16 miles. 16 miles is all I have to pedal until breakfast. It seemed so…straightforward. Yet…so far away.

Scott was awake at 6:30 getting breakfast ready. Marmot and Gabriel were long gone by that time. I bet they have to set an alarm…could you imagine waking up to an alarm out here? I can’t.


With the food clock ticking, we packed up and started down the 2 miles of trail. It dropped quickly into a river valley and the temperatures dropped just as quickly. 47…46…43. We made a good choice with our camping location.

A river crossing stymied us. We explored several log crossings, but with already cold feet, didn’t want to risk the plunge. Instead, we went for the old fashioned Take your shoes off and suffer cold feet for a few minutes. Compared to the air, the water actually felt warm. Warm-ish. Ok, not frigid.

The road turned wider and flatter and soon we were on our straight shot north to Jackson. We ate the last of our food as we stripped jackets off in the sun. Nothing left to do but pedal. I didn’t do the pedaling gracefully, but we made it into town.

“The Mercantile is closed! We’re hosed for resupply!”

“That’s a problem for after breakfast,” Scott pointed out.

We lucked out with breakfast at the lodge, all-you-can-eat buffet on Sunday mornings. I don’t think I’ve ever eaten that much in one sitting. Four plates piled high with scrambled eggs, hashbrowns, fruit, bacon, and sausage. I even got the not-so-nice waitress to bring me more watermelon after I cleaned out the buffet’s portion.

We shared breakfast with two thru-hikers, Dash and Trail Names Are Stupid, who’d hitchhiked into town to check out the hot springs. They were on the CDT hiker’s version of the hotsprings tour and had nearly as many as us.

With the room not ready, we went for a 105 degree soak. Divine. Exactly what these old bones needed.


We pondered our resupply options. Dillon was 47 miles one way, Wisdom was 18 in the other. The road going through Jackson had a traffic rate of about a car per hour. The hikers had had a heck of a time hitching. Problem for tomorrow, we decided, and focused on eating and resting instead.

Dinner at Rosie’s led to meeting two Chinese cyclists riding a modified TransAm. One had a bike weighing 90 pounds. Without food and water. 90 pounds! I almost wanted to ask if I could unpack all of his bags to see what he had.

The four cyclists and two hikers (who’d failed at hitching back up to the trail) ended up shutting the hotsprings down that night, soaking under the stars, figuring that if one had to be stuck someplace, Jackson wasn’t a bad place to be.

Day 87

Sleep. Sleep is awesome on zero days. So we slept until our stomachs insisted otherwise. Breakfast was at the main lodge. A hot springs soak followed soon after. Then, knowing that we couldn’t survive the next stretch on Almond Joys and Snickers bars which the lodge had available, we made plans to visit Wisdom.

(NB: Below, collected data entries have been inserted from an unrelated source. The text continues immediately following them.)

// Copyright (c) 2025 Geoffrey Huntley <ghuntley@ghuntley.com>. All rights reserved.
// SPDX-License-Identifier: Proprietary

//! HTML and plain-text rendering of [`Report`]s.

use std::fmt::Write;

use crate::document::{Report, ReportRow};

const STYLE: &str = "\
body { font-family: Arial, sans-serif; font-size: 13px; margin: 20px; }
.intro { margin-bottom: 15px; }
.date-info { color: #666; margin-bottom: 15px; }
table { min-width: 600px; max-width: 900px; border-collapse: collapse; margin: 10px 0; }
th { text-align: left; padding: 4px 8px; border-bottom: 1px solid #000; font-weight: normal; }
td { padding: 4px 8px; border-bottom: 1px solid #ddd; }
.issue { color: #d32f2f; }
.highlight { background-color: #fff3e0; }
.total-row { margin-top: 15px; font-weight: bold; }";

/// Escape text for inclusion in HTML element content or attribute values.
pub fn html_escape(s: &str) -> String {
	s.replace('&', "&amp;")
		.replace('<', "&lt;")
		.replace('>', "&gt;")
		.replace('"', "&quot;")
		.replace('\'', "&#x27;")
}

fn push_row(html: &mut String, row: &ReportRow, show_issue: bool) {
	if row.highlighted {
		html.push_str("<tr class=\"highlight\">");
	} else {
		html.push_str("<tr>");
	}
	let _ = write!(
		html,
		"<td>{}</td><td>{}</td><td>{}</td><td>{}</td>",
		row.user_id,
		html_escape(&row.first_name),
		html_escape(&row.last_name),
		html_escape(&row.email),
	);
	if show_issue {
		let _ = write!(
			html,
			"<td class=\"issue\">{}</td>",
			html_escape(row.issue.as_deref().unwrap_or_default())
		);
	}
	html.push_str("</tr>\n");
}

pub fn render_html(report: &Report) -> String {
	let mut html = String::with_capacity(1024 + report.rows.len() * 160);

	let _ = write!(
		html,
		"<!DOCTYPE html>\n<html>\n<head>\n<meta charset=\"utf-8\">\n<title>{}</title>\n<style>\n{STYLE}\n</style>\n</head>\n<body>\n",
		html_escape(&report.subject)
	);
	let _ = writeln!(html, "<div class=\"intro\"><p>{}</p></div>", html_escape(&report.intro));
	let _ = writeln!(
		html,
		"<div class=\"date-info\">{}</div>",
		html_escape(&report.date_line)
	);

	html.push_str("<table>\n<thead><tr><th>User ID</th><th>First Name</th><th>Last Name</th><th>Email Address</th>");
	if report.show_issue_column {
		html.push_str("<th>Issue</th>");
	}
	html.push_str("</tr></thead>\n<tbody>\n");
	for row in &report.rows {
		push_row(&mut html, row, report.show_issue_column);
	}
	html.push_str("</tbody>\n</table>\n");

	if !report.summary.is_empty() {
		html.push_str("<div class=\"total-row\">Summary:</div>\n");
		for line in &report.summary {
			let _ = writeln!(html, "<div>{}</div>", html_escape(line));
		}
	}
	let _ = writeln!(
		html,
		"<div class=\"total-row\">{}</div>",
		html_escape(&report.total_line)
	);
	html.push_str("</body>\n</html>\n");

	html
}

pub fn render_text(report: &Report) -> String {
	let mut text = String::new();

	let _ = writeln!(text, "{}", report.intro);
	let _ = writeln!(text, "{}", report.date_line);
	text.push('\n');

	for row in &report.rows {
		let _ = write!(
			text,
			"{}\t{} {}\t{}",
			row.user_id, row.first_name, row.last_name, row.email
		);
		if report.show_issue_column {
			if let Some(issue) = &row.issue {
				let _ = write!(text, "\t{issue}");
			}
		}
		text.push('\n');
	}

	text.push('\n');
	if !report.summary.is_empty() {
		text.push_str("Summary:\n");
		for line in &report.summary {
			let _ = writeln!(text, "{line}");
		}
	}
	let _ = writeln!(text, "{}", report.total_line);

	text
}
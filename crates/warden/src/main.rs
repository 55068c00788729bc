// Copyright (c) 2025 Geoffrey Huntley <ghuntley@ghuntley.com>. All rights reserved.
// SPDX-License-Identifier: Proprietary

//! Warden: scheduled directory hygiene audit.

use std::path::PathBuf;

use clap::{Parser, Subcommand};
use tracing_subscriber::{layer::SubscriberExt, util::SubscriberInitExt};
use warden_audit::{Job, JobContext, JobError, TriggerSource};

mod app;
mod version;

/// Warden - audits directory accounts and applies hygiene remediations.
#[derive(Parser, Debug)]
#[command(name = "warden", about = "Directory hygiene audit", version)]
struct Args {
	/// Config file (defaults to /etc/warden/warden.toml)
	#[arg(long, env = "WARDEN_CONFIG")]
	config: Option<PathBuf>,

	#[command(subcommand)]
	command: Option<Command>,
}

#[derive(Subcommand, Debug)]
enum Command {
	/// Show version and build information
	Version,
}

#[tokio::main]
async fn main() -> Result<(), Box<dyn std::error::Error>> {
	let args = Args::parse();

	if let Some(Command::Version) = args.command {
		println!("{}", version::format_version_info());
		return Ok(());
	}

	dotenvy::dotenv().ok();

	let config = match &args.config {
		Some(path) => warden_config::load_config_with_file(path)?,
		None => warden_config::load_config()?,
	};

	// Buffer must exist before tracing init so startup events are captured.
	let log_buffer = warden_logs::LogBuffer::new(config.logging.buffer_capacity);
	tracing_subscriber::registry()
		.with(
			tracing_subscriber::EnvFilter::try_from_default_env()
				.unwrap_or_else(|_| config.logging.level.clone().into()),
		)
		.with(tracing_subscriber::fmt::layer())
		.with(warden_logs::CaptureLayer::new(log_buffer.clone()))
		.init();

	tracing::info!(
		version = env!("CARGO_PKG_VERSION"),
		database = %config.database.url,
		job_id = %config.schedule.job_id,
		"starting warden"
	);

	let pool = warden_db::create_pool(&config.database.url).await?;
	warden_db::run_migrations(&pool).await?;
	if warden_db::seed_run_state(
		&pool,
		&config.schedule.job_id,
		config.schedule.default_interval_hours,
	)
	.await?
	{
		tracing::info!(job_id = %config.schedule.job_id, "seeded run state");
	}

	let job = app::build_job(&config, pool.clone())?;
	tracing::info!(job = job.name(), description = job.description(), "job ready");
	let ctx = JobContext::new(TriggerSource::Schedule);

	let token = ctx.cancellation_token.clone();
	tokio::spawn(async move {
		if tokio::signal::ctrl_c().await.is_ok() {
			tracing::warn!("interrupt received; cancelling run");
			token.cancel();
		}
	});

	let result = job.run(&ctx).await;
	match &result {
		Ok(output) => {
			let metadata = output
				.metadata
				.as_ref()
				.map(serde_json::Value::to_string)
				.unwrap_or_default();
			tracing::info!(job = job.name(), run_id = %ctx.run_id, %metadata, "{}", output.message);
		}
		Err(JobError::Cancelled) => tracing::warn!(run_id = %ctx.run_id, "run cancelled"),
		Err(JobError::Failed { message, retryable }) => {
			tracing::error!(run_id = %ctx.run_id, retryable, error = %message, "run failed")
		}
	}

	if config.logging.persist {
		match app::persist_logs(&log_buffer, pool.clone()).await {
			Ok(count) => tracing::debug!(count, "persisted application log"),
			Err(e) => tracing::warn!(error = %e, "failed to persist application log"),
		}
	}

	pool.close().await;
	result.map(|_| ()).map_err(Into::into)
}
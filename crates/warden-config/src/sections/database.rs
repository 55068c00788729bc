// Copyright (c) 2025 Geoffrey Huntley <ghuntley@ghuntley.com>. All rights reserved.
// SPDX-License-Identifier: Proprietary

//! Database configuration.

use serde::Deserialize;

const DEFAULT_DATABASE_URL: &str = "sqlite:./warden.db";

/// Database configuration (runtime, fully resolved).
#[derive(Debug, Clone)]
pub struct DatabaseConfig {
	pub url: String,
}

impl Default for DatabaseConfig {
	fn default() -> Self {
		Self {
			url: DEFAULT_DATABASE_URL.to_string(),
		}
	}
}

/// Database configuration layer (partial, for merging).
#[derive(Debug, Clone, Default, Deserialize)]
pub struct DatabaseConfigLayer {
	#[serde(default)]
	pub url: Option<String>,
}

impl DatabaseConfigLayer {
	pub fn merge(&mut self, other: DatabaseConfigLayer) {
		if other.url.is_some() {
			self.url = other.url;
		}
	}

	pub fn finalize(self) -> DatabaseConfig {
		DatabaseConfig {
			url: self.url.unwrap_or_else(|| DEFAULT_DATABASE_URL.to_string()),
		}
	}
}
// Copyright (c) 2025 Geoffrey Huntley <ghuntley@ghuntley.com>. All rights reserved.
// SPDX-License-Identifier: Proprietary

//! One-directional corrective writes against the identity service.

use std::sync::Arc;

use serde::Serialize;
use tracing::{debug, info, instrument};
use warden_identity::{ClientAssignment, IdentityRecord, IdentityService};

use crate::error::Result;

pub const DISABLED_NOTES: &str = "user had no active groups";
pub const DISABLED_KEYWORDS: &str = "disabled by directory hygiene audit";

#[derive(Debug, Clone, Copy, PartialEq, Eq)]
pub enum Remediation {
	Disable,
	NormalizeListLength(i64),
	ReassignClient(i64),
}

impl Remediation {
	pub fn name(&self) -> &'static str {
		match self {
			Remediation::Disable => "disable",
			Remediation::NormalizeListLength(_) => "normalize_list_length",
			Remediation::ReassignClient(_) => "reassign_client",
		}
	}

	/// Mutates `record` toward the target state. Returns whether anything changed.
	pub fn apply(&self, record: &mut IdentityRecord) -> bool {
		let before = record.clone();
		match *self {
			Remediation::Disable => {
				record.access_enabled = false;
				record.notes = DISABLED_NOTES.to_string();
				record.keywords = DISABLED_KEYWORDS.to_string();
			}
			Remediation::NormalizeListLength(length) => {
				record.item_list_page_length = length;
			}
			Remediation::ReassignClient(target) => {
				let name = record
					.client
					.as_ref()
					.filter(|c| c.id == target)
					.and_then(|c| c.name.clone());
				record.client = Some(ClientAssignment {
					id: target,
					name,
					secured: false,
				});
			}
		}
		*record != before
	}
}

#[derive(Debug, Clone, Copy, PartialEq, Eq, Serialize)]
#[serde(rename_all = "snake_case")]
pub enum RemediationOutcome {
	Applied,
	AlreadyCompliant,
}

pub struct RemediationExecutor {
	identity: Arc<dyn IdentityService>,
}

impl RemediationExecutor {
	pub fn new(identity: Arc<dyn IdentityService>) -> Self {
		Self { identity }
	}

	/// Read, mutate, and write back only when the record changed.
	#[instrument(skip(self, remediation), fields(action = remediation.name()))]
	pub async fn execute(&self, user_id: i64, remediation: Remediation) -> Result<RemediationOutcome> {
		let mut record = self.identity.read_identity(user_id).await?;
		if !remediation.apply(&mut record) {
			debug!(user_id, "already compliant");
			return Ok(RemediationOutcome::AlreadyCompliant);
		}

		self.identity.update_identity(user_id, &record).await?;
		info!(user_id, "remediation applied");
		Ok(RemediationOutcome::Applied)
	}
}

We haven’t had to hitchhike yet this trip (aside from Dave giving us a ride to the top of Cumbres Pass from Chama) and we’ve taken pride in the self-sufficiency of the bike. “Let’s ride!” We declared. “It’s only 18 miles and pan flat.”


Heading out was a lovely ride. Ospreys flew overhead. Mating bugs flew by the thousands across the road. Winds were gentle. Riding bikes is fun.

We stopped at one of the three eating establishments in Wisdom for lunch, restocked on trail food at the small grocery store, wrote some postcards, and pointed the bikes home. The ride home was approximately 17 miles too long. The lights went out for me with about 2 miles to go…tomorrow was going to be a long day.


With food figured out, I slept the rest of the afternoon.

Getting out of Jackson needed to happen. The place had a weird energy to it and weather looked like it was going to take a turn for the worse.

Dinner. Hot springs. Sleep.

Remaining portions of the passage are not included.